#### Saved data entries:

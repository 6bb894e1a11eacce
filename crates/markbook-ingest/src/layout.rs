//! On-disk conventions shared by the importers

use std::collections::HashSet;
use std::fs;
use std::path::{Path, PathBuf};

use markbook_core::errors::ImportError;
use markbook_core::{ImportWarning, StudentId};
use walkdir::WalkDir;

pub const DEFAULT_TAR: &str = "submission.tar";
pub const PRE_SUBMISSION_TAR: &str = "pre-submission.tar";
pub const LOG_FILE: &str = "log";

/// Dot-files and macOS resource folders
pub fn is_hidden(name: &str) -> bool {
    name.starts_with('.') || name == "__MACOSX"
}

/// Sequence number of a `sub<N>.tar` file name
pub fn numbered_tar(name: &str) -> Option<u32> {
    let digits = name.strip_prefix("sub")?.strip_suffix(".tar")?;
    if digits.is_empty() || !digits.bytes().all(|b| b.is_ascii_digit()) {
        return None;
    }
    digits.parse().ok()
}

/// Locate the folder that holds student folders
///
/// The first directory (in name order) containing `marker` is a student
/// folder; its parent is the root.
///
/// # Errors
///
/// `FormatDiscovery` if no file named `marker` sits below a directory of
/// `unpacked`.
pub fn find_root_by_marker(unpacked: &Path, marker: &str) -> Result<PathBuf, ImportError> {
    let found = WalkDir::new(unpacked)
        .min_depth(1)
        .sort_by_file_name()
        .into_iter()
        .filter_entry(|e| !is_hidden(&e.file_name().to_string_lossy()))
        .filter_map(|e| e.ok())
        .find(|e| e.file_type().is_file() && e.file_name() == marker);

    let Some(entry) = found else {
        return Err(ImportError::FormatDiscovery {
            reason: format!("no {} found in archive", marker),
        });
    };

    entry
        .path()
        .parent()
        .filter(|student_dir| *student_dir != unpacked)
        .and_then(Path::parent)
        .map(Path::to_path_buf)
        .ok_or_else(|| ImportError::FormatDiscovery {
            reason: format!("{} is not inside a student folder", marker),
        })
}

/// Descend through a lone wrapping directory, if the archive has one
pub fn unwrap_single_dir(unpacked: &Path) -> PathBuf {
    let entries: Vec<_> = match fs::read_dir(unpacked) {
        Ok(rd) => rd
            .filter_map(|e| e.ok())
            .filter(|e| !is_hidden(&e.file_name().to_string_lossy()))
            .collect(),
        Err(_) => return unpacked.to_path_buf(),
    };
    match entries.as_slice() {
        [only] if only.path().is_dir() => only.path(),
        _ => unpacked.to_path_buf(),
    }
}

#[derive(Debug, Clone, PartialEq, Eq)]
pub struct StudentFolder {
    pub student_id: StudentId,
    pub path: PathBuf,
}

/// Student folders under `root`, in name order
///
/// Hidden entries are skipped silently. Stray files and folders whose
/// name normalises to an id already seen are skipped with a warning.
///
/// # Errors
///
/// `Io` if `root` cannot be listed.
pub fn student_folders(
    root: &Path,
) -> Result<(Vec<StudentFolder>, Vec<ImportWarning>), ImportError> {
    let mut names: Vec<(String, PathBuf)> = fs::read_dir(root)
        .map_err(|e| ImportError::io("list student folders", &e))?
        .filter_map(|e| e.ok())
        .map(|e| (e.file_name().to_string_lossy().into_owned(), e.path()))
        .filter(|(name, _)| !is_hidden(name))
        .collect();
    names.sort();

    let mut folders = Vec::new();
    let mut warnings = Vec::new();
    let mut seen = HashSet::new();

    for (name, path) in names {
        if !path.is_dir() {
            warnings.push(ImportWarning::run(format!("skipping unexpected file {}", name)));
            continue;
        }
        let Some(student_id) = StudentId::normalize(&name) else {
            continue;
        };
        if !seen.insert(student_id.clone()) {
            warnings.push(ImportWarning::run(format!(
                "skipping folder {}: duplicate of student {}",
                name, student_id
            )));
            continue;
        }
        folders.push(StudentFolder { student_id, path });
    }

    Ok((folders, warnings))
}

/// Names of the regular files directly inside `dir`, skipping hidden ones
pub fn list_files(dir: &Path) -> std::io::Result<Vec<String>> {
    let mut names = Vec::new();
    for entry in fs::read_dir(dir)? {
        let entry = entry?;
        let name = entry.file_name().to_string_lossy().into_owned();
        if is_hidden(&name) || !entry.file_type()?.is_file() {
            continue;
        }
        names.push(name);
    }
    names.sort();
    Ok(names)
}
#![allow(dead_code)]

use std::collections::HashMap;
use std::path::{Path, PathBuf};

use chrono::{DateTime, TimeZone, Utc};
use markbook_core::{ContentHasher, PageCountError, PageCounter, StudentId};

pub fn sid(raw: &str) -> StudentId {
    StudentId::normalize(raw).unwrap()
}

pub fn ts(secs: i64) -> DateTime<Utc> {
    Utc.timestamp_opt(1_700_000_000 + secs, 0).unwrap()
}

/// Hasher answering from a fixed path -> digest table
#[derive(Default)]
pub struct StubHasher {
    digests: HashMap<PathBuf, String>,
}

impl StubHasher {
    pub fn with(mut self, path: impl Into<PathBuf>, digest: &str) -> Self {
        self.digests.insert(path.into(), digest.to_string());
        self
    }
}

impl ContentHasher for StubHasher {
    fn digest(&self, path: &Path) -> std::io::Result<String> {
        self.digests.get(path).cloned().ok_or_else(|| {
            std::io::Error::new(std::io::ErrorKind::NotFound, path.display().to_string())
        })
    }
}

/// Page counter answering from a fixed table; unknown paths have one page
#[derive(Default)]
pub struct StubCounter {
    counts: HashMap<PathBuf, Result<u32, String>>,
}

impl StubCounter {
    pub fn pages(mut self, path: impl Into<PathBuf>, n: u32) -> Self {
        self.counts.insert(path.into(), Ok(n));
        self
    }

    pub fn broken(mut self, path: impl Into<PathBuf>) -> Self {
        self.counts.insert(path.into(), Err("Syntax Error: Couldn't find trailer dictionary".into()));
        self
    }
}

impl PageCounter for StubCounter {
    fn count_pages(&self, path: &Path) -> Result<u32, PageCountError> {
        match self.counts.get(path) {
            Some(Ok(n)) => Ok(*n),
            Some(Err(reason)) => Err(PageCountError::new(reason.clone())),
            None => Ok(1),
        }
    }
}
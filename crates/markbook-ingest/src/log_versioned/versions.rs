//! Map log entries onto the archives actually present
//!
//! The last entry is always the default tar. The entries just before it,
//! as many as there are numbered tars, map to `sub<N>.tar` by sequence
//! number. Anything older was overwritten on the submission server.
//!
//! Log order is authoritative: a timestamp earlier than its predecessor
//! (a repeated hour at a DST fold) is raised to the predecessor's.

use std::collections::BTreeMap;

use chrono::{DateTime, Utc};
use markbook_core::{OverwrittenPolicy, SnapshotSource};

use super::log::LogEntry;
use crate::layout::DEFAULT_TAR;

#[derive(Debug, Clone, PartialEq, Eq)]
pub struct VersionSlot {
    pub timestamp: DateTime<Utc>,
    pub source: SnapshotSource,
    /// `None` for overwritten placeholders
    pub tar_name: Option<String>,
}

#[derive(Debug, Clone, PartialEq, Eq, Default)]
pub struct VersionPlan {
    /// Oldest first
    pub slots: Vec<VersionSlot>,
    /// Sequence numbers inside the window whose tar is missing
    pub missing: Vec<u32>,
    /// Entries older than the window
    pub overwritten: usize,
}

fn placeholder(entry: &LogEntry) -> VersionSlot {
    VersionSlot {
        timestamp: entry.timestamp,
        source: SnapshotSource::Overwritten(entry.number),
        tar_name: None,
    }
}

/// Entries with timestamps raised to be non-decreasing in log order
fn monotonic(entries: &[LogEntry]) -> Vec<LogEntry> {
    let mut latest: Option<DateTime<Utc>> = None;
    entries
        .iter()
        .map(|entry| {
            let timestamp = latest.map_or(entry.timestamp, |t| t.max(entry.timestamp));
            latest = Some(timestamp);
            LogEntry {
                number: entry.number,
                timestamp,
            }
        })
        .collect()
}

pub fn resolve_versions(
    entries: &[LogEntry],
    numbered: &BTreeMap<u32, String>,
    has_default: bool,
    policy: OverwrittenPolicy,
) -> VersionPlan {
    let mut plan = VersionPlan::default();
    let entries = monotonic(entries);
    let Some((last, earlier)) = entries.split_last() else {
        return plan;
    };

    let window_start = earlier.len().saturating_sub(numbered.len());
    let (overwritten, window) = earlier.split_at(window_start);
    plan.overwritten = overwritten.len();

    if policy == OverwrittenPolicy::Audit {
        plan.slots.extend(overwritten.iter().map(placeholder));
    }

    for entry in window {
        match numbered.get(&entry.number) {
            Some(name) => plan.slots.push(VersionSlot {
                timestamp: entry.timestamp,
                source: SnapshotSource::NumberedTar(entry.number),
                tar_name: Some(name.clone()),
            }),
            None => {
                plan.missing.push(entry.number);
                if policy == OverwrittenPolicy::Audit {
                    plan.slots.push(placeholder(entry));
                }
            }
        }
    }

    if has_default {
        plan.slots.push(VersionSlot {
            timestamp: last.timestamp,
            source: SnapshotSource::DefaultTar,
            tar_name: Some(DEFAULT_TAR.to_string()),
        });
    }

    plan
}

#[cfg(test)]
mod tests {
    use super::*;
    use chrono::TimeZone;
    use proptest::prelude::*;

    fn entries(numbers: &[u32]) -> Vec<LogEntry> {
        numbers
            .iter()
            .enumerate()
            .map(|(i, n)| LogEntry {
                number: *n,
                timestamp: Utc.timestamp_opt(1_700_000_000 + i as i64 * 60, 0).unwrap(),
            })
            .collect()
    }

    fn numbered(ns: &[u32]) -> BTreeMap<u32, String> {
        ns.iter().map(|n| (*n, format!("sub{}.tar", n))).collect()
    }

    #[test]
    fn test_two_entries_one_numbered_tar() {
        let log = entries(&[1, 2]);
        let plan = resolve_versions(&log, &numbered(&[1]), true, OverwrittenPolicy::Compact);
        let sources: Vec<_> = plan.slots.iter().map(|s| s.source.clone()).collect();
        assert_eq!(
            sources,
            vec![SnapshotSource::NumberedTar(1), SnapshotSource::DefaultTar]
        );
        assert_eq!(plan.slots[1].timestamp, log[1].timestamp);
    }

    #[test]
    fn test_overwritten_entries_by_policy() {
        let log = entries(&[1, 2, 3, 4]);
        let compact = resolve_versions(&log, &numbered(&[3]), true, OverwrittenPolicy::Compact);
        assert_eq!(compact.slots.len(), 2);
        assert_eq!(compact.overwritten, 2);

        let audit = resolve_versions(&log, &numbered(&[3]), true, OverwrittenPolicy::Audit);
        let sources: Vec<_> = audit.slots.iter().map(|s| s.source.clone()).collect();
        assert_eq!(
            sources,
            vec![
                SnapshotSource::Overwritten(1),
                SnapshotSource::Overwritten(2),
                SnapshotSource::NumberedTar(3),
                SnapshotSource::DefaultTar,
            ]
        );
        assert!(audit.slots[0].tar_name.is_none());
    }

    #[test]
    fn test_last_entry_is_default_regardless_of_number() {
        // resubmission after a manual renumbering
        let log = entries(&[5, 6, 1]);
        let plan = resolve_versions(&log, &numbered(&[5, 6]), true, OverwrittenPolicy::Compact);
        assert_eq!(plan.slots.last().unwrap().source, SnapshotSource::DefaultTar);
        assert_eq!(plan.slots.last().unwrap().timestamp, log[2].timestamp);
        assert_eq!(plan.slots.len(), 3);
    }

    #[test]
    fn test_missing_numbered_tar_in_window() {
        let log = entries(&[1, 2, 3]);
        let plan = resolve_versions(&log, &numbered(&[1, 7]), true, OverwrittenPolicy::Compact);
        assert_eq!(plan.missing, vec![2]);
        assert_eq!(plan.slots.len(), 2);
    }

    #[test]
    fn test_no_default_tar_drops_last_entry() {
        let log = entries(&[1, 2]);
        let plan = resolve_versions(&log, &numbered(&[1]), false, OverwrittenPolicy::Compact);
        assert_eq!(plan.slots.len(), 1);
        assert_eq!(plan.slots[0].source, SnapshotSource::NumberedTar(1));
    }

    #[test]
    fn test_out_of_order_timestamp_is_raised_to_predecessor() {
        let mut log = entries(&[1, 2]);
        log[1].timestamp = log[0].timestamp - chrono::Duration::minutes(30);
        let plan = resolve_versions(&log, &numbered(&[1]), true, OverwrittenPolicy::Compact);
        assert_eq!(plan.slots[0].timestamp, log[0].timestamp);
        assert_eq!(plan.slots[1].source, SnapshotSource::DefaultTar);
        assert_eq!(plan.slots[1].timestamp, log[0].timestamp);
    }

    #[test]
    fn test_empty_log() {
        let plan = resolve_versions(&[], &numbered(&[1]), true, OverwrittenPolicy::Audit);
        assert!(plan.slots.is_empty());
    }

    proptest! {
        #[test]
        fn prop_slots_are_chronological_and_default_is_last(
            n_entries in 1usize..8,
            present in prop::collection::btree_set(1u32..8, 0..5),
            audit in any::<bool>(),
        ) {
            let log = entries(&(1..=n_entries as u32).collect::<Vec<_>>());
            let numbered: BTreeMap<u32, String> =
                present.iter().map(|n| (*n, format!("sub{}.tar", n))).collect();
            let policy = if audit { OverwrittenPolicy::Audit } else { OverwrittenPolicy::Compact };

            let plan = resolve_versions(&log, &numbered, true, policy);

            prop_assert_eq!(plan.slots.last().map(|s| s.source.clone()), Some(SnapshotSource::DefaultTar));
            prop_assert!(plan.slots.windows(2).all(|w| w[0].timestamp < w[1].timestamp));
            prop_assert!(plan.slots.len() <= log.len());
            if audit {
                prop_assert_eq!(plan.slots.len(), log.len());
            }
            for slot in &plan.slots {
                if let SnapshotSource::NumberedTar(n) = slot.source {
                    prop_assert!(numbered.contains_key(&n));
                }
            }
        }
    }
}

#### EXERCISE OBJECTIVE:
Among the lines above, find those containing the word "NumberedTar" and copy each.

#### RESULT:
                source: SnapshotSource::NumberedTar(entry.number),
            vec![SnapshotSource::NumberedTar(1), SnapshotSource::DefaultTar]
                SnapshotSource::NumberedTar(3),
        assert_eq!(plan.slots[0].source, SnapshotSource::NumberedTar(1));
                if let SnapshotSource::NumberedTar(n) = slot.source {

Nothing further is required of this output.